** Opening RECORDS SUPPLIED block **

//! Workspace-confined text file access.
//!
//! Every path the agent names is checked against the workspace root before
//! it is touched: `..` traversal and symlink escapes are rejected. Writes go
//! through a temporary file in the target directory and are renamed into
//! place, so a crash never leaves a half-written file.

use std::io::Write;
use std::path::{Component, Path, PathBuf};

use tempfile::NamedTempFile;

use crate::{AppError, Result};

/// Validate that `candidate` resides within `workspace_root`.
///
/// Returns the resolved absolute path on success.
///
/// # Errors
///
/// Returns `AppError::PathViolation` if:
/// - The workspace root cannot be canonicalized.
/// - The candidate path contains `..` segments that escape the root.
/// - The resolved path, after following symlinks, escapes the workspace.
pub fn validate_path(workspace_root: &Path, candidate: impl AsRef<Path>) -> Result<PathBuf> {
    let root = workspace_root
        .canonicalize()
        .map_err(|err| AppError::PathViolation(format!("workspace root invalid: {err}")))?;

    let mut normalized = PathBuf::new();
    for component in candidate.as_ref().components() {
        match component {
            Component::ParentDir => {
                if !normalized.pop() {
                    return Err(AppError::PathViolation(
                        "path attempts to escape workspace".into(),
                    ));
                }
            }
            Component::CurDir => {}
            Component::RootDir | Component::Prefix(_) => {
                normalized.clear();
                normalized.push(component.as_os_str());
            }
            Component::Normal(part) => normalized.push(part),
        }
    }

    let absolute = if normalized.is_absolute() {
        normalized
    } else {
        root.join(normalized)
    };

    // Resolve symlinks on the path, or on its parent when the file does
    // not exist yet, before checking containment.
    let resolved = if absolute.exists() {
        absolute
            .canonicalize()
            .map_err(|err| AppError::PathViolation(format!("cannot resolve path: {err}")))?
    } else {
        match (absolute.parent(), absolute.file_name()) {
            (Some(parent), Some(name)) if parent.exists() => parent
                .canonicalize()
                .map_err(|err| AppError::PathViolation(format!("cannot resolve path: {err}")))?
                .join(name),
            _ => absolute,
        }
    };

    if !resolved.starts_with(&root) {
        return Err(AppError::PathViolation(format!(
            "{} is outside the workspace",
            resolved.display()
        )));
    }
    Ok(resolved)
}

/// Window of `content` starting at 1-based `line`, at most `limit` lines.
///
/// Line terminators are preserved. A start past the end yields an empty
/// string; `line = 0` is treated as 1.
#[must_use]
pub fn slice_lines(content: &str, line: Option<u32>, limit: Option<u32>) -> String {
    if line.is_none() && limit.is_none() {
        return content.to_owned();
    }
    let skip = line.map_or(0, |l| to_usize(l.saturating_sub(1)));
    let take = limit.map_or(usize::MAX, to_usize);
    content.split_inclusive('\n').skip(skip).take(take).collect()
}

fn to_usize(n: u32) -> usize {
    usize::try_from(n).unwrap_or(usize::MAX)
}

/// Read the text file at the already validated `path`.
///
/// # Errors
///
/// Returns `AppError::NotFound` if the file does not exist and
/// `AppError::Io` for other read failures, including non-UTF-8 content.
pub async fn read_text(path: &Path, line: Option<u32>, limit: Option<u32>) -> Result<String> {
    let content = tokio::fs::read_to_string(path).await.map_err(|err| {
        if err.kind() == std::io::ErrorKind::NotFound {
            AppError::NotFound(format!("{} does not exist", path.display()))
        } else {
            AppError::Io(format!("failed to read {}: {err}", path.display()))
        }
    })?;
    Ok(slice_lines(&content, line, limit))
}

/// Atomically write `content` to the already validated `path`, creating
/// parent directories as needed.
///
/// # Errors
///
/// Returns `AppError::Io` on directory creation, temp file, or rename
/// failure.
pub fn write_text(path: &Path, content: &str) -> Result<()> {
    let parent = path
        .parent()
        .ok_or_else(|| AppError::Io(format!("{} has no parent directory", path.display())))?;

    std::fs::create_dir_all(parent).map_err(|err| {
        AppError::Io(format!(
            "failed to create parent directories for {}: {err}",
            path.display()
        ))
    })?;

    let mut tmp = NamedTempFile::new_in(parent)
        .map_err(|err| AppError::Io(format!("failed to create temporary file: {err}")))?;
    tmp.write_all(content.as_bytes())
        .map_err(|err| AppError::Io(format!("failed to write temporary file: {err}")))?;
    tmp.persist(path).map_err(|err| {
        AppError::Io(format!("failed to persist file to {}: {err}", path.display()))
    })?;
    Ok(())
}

** Closing RECORDS SUPPLIED block **
** Opening RECORDS SUPPLIED block **

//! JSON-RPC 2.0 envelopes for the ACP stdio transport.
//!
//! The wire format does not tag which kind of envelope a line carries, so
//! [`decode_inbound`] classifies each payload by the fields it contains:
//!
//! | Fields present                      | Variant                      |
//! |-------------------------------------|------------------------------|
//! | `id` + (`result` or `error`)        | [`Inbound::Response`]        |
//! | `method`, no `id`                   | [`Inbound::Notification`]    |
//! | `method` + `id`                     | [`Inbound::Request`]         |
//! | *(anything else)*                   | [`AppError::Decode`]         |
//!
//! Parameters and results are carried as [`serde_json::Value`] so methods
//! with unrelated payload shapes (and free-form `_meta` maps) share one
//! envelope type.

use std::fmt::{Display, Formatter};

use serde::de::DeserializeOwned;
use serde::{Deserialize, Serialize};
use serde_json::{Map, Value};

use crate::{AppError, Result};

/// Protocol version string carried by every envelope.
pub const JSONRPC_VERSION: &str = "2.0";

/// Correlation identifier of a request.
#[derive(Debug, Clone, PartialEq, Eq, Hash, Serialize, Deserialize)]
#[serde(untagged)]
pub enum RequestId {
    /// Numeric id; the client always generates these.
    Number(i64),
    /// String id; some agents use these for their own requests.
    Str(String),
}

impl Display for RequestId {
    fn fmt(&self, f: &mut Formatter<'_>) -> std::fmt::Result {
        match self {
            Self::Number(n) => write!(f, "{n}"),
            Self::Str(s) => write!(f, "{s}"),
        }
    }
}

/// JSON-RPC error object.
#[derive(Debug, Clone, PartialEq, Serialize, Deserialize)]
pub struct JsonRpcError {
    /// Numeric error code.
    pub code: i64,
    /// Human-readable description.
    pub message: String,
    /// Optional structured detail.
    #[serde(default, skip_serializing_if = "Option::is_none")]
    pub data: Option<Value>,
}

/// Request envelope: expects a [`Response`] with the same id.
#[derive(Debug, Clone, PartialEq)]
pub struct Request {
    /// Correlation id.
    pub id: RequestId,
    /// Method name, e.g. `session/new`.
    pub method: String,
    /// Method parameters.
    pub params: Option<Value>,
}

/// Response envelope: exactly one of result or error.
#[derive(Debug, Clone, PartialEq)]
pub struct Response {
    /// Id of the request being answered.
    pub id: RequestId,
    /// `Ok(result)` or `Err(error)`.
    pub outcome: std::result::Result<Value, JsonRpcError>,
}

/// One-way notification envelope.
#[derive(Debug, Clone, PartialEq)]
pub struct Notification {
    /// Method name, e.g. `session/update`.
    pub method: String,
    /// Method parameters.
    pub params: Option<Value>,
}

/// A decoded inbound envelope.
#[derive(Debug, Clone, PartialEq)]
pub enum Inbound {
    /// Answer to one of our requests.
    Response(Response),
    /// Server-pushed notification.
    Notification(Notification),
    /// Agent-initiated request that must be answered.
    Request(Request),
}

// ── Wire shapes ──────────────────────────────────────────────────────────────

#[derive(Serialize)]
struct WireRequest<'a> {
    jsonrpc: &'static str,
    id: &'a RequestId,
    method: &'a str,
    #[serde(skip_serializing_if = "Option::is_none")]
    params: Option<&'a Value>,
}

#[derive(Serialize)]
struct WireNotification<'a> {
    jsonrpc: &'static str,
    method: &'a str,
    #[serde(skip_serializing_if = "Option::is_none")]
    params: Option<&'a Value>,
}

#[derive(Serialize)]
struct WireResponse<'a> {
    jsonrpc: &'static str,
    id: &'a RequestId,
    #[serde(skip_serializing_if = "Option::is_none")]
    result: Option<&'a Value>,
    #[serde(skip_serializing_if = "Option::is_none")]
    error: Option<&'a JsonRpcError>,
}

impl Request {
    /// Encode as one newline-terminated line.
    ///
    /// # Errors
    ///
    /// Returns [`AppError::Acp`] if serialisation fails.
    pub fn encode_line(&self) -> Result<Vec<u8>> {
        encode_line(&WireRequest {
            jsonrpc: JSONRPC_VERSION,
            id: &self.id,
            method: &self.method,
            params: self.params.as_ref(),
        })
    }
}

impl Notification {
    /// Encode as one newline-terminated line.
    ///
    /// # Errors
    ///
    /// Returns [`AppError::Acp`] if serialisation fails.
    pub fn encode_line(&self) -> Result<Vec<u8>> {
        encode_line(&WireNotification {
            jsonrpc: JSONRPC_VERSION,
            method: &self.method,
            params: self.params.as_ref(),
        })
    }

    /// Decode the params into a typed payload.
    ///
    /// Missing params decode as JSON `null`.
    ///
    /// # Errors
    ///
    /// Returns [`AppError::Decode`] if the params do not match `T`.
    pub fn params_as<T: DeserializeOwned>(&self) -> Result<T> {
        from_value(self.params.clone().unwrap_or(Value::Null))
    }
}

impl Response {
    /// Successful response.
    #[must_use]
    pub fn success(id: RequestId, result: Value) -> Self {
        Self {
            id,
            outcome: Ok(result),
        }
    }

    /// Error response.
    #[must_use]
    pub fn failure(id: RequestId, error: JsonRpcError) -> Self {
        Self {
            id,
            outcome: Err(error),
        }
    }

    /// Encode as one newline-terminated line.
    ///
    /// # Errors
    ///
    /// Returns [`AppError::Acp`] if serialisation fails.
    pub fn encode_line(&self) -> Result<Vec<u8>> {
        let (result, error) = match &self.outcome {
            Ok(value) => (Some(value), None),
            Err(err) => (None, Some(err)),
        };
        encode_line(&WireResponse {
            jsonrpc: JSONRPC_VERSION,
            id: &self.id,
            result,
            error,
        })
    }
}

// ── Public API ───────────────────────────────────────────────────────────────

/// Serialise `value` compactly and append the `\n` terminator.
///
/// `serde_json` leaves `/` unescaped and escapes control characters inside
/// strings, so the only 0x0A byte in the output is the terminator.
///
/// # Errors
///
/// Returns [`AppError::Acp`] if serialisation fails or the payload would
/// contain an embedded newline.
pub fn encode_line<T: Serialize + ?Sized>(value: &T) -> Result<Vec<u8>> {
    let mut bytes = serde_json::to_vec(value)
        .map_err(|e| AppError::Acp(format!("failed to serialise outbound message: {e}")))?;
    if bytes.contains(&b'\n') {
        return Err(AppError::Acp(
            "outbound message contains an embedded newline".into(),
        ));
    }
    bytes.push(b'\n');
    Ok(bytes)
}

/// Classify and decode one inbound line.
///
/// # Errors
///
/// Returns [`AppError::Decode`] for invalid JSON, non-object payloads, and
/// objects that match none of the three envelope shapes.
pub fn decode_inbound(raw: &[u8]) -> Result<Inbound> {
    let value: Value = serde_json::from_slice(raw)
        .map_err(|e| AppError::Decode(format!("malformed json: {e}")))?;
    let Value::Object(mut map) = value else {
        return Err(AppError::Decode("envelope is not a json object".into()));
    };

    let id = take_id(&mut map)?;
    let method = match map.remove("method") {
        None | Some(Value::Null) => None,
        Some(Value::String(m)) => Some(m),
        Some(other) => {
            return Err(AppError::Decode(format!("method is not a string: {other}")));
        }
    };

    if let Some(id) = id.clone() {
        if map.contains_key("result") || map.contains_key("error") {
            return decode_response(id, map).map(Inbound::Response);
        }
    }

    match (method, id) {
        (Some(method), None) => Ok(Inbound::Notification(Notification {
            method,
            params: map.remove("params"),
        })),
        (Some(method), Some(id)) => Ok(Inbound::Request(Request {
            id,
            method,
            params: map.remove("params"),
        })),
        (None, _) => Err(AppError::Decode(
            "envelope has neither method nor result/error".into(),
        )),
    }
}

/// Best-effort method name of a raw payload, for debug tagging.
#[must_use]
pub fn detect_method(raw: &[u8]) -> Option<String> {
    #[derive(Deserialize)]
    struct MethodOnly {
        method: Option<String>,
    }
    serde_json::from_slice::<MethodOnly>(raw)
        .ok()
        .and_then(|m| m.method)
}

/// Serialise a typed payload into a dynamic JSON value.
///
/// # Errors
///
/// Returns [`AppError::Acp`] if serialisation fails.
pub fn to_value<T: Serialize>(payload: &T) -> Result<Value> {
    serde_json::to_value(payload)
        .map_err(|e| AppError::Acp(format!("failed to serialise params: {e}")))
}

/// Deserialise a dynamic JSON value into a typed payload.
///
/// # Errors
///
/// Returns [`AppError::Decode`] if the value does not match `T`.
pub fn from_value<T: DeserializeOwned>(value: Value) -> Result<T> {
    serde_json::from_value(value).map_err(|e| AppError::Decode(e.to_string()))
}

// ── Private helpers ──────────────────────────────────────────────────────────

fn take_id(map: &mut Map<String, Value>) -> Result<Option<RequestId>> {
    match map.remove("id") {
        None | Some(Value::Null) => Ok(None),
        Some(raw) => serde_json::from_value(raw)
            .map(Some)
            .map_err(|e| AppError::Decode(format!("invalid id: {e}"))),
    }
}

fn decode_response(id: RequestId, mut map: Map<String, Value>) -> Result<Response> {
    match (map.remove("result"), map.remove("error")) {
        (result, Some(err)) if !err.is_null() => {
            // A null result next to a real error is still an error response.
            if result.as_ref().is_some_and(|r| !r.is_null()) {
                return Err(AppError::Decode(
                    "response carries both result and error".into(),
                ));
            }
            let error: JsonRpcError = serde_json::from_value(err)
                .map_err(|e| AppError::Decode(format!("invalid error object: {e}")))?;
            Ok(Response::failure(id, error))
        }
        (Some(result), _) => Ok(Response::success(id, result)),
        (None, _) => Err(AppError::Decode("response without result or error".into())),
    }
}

** Closing RECORDS SUPPLIED block **

AIM OF THE TASK
Show all lines above holding the word "carries".

RESPONSE TO THIS TASK
//! The wire format does not tag which kind of envelope a line carries, so
                    "response carries both result and error".into(),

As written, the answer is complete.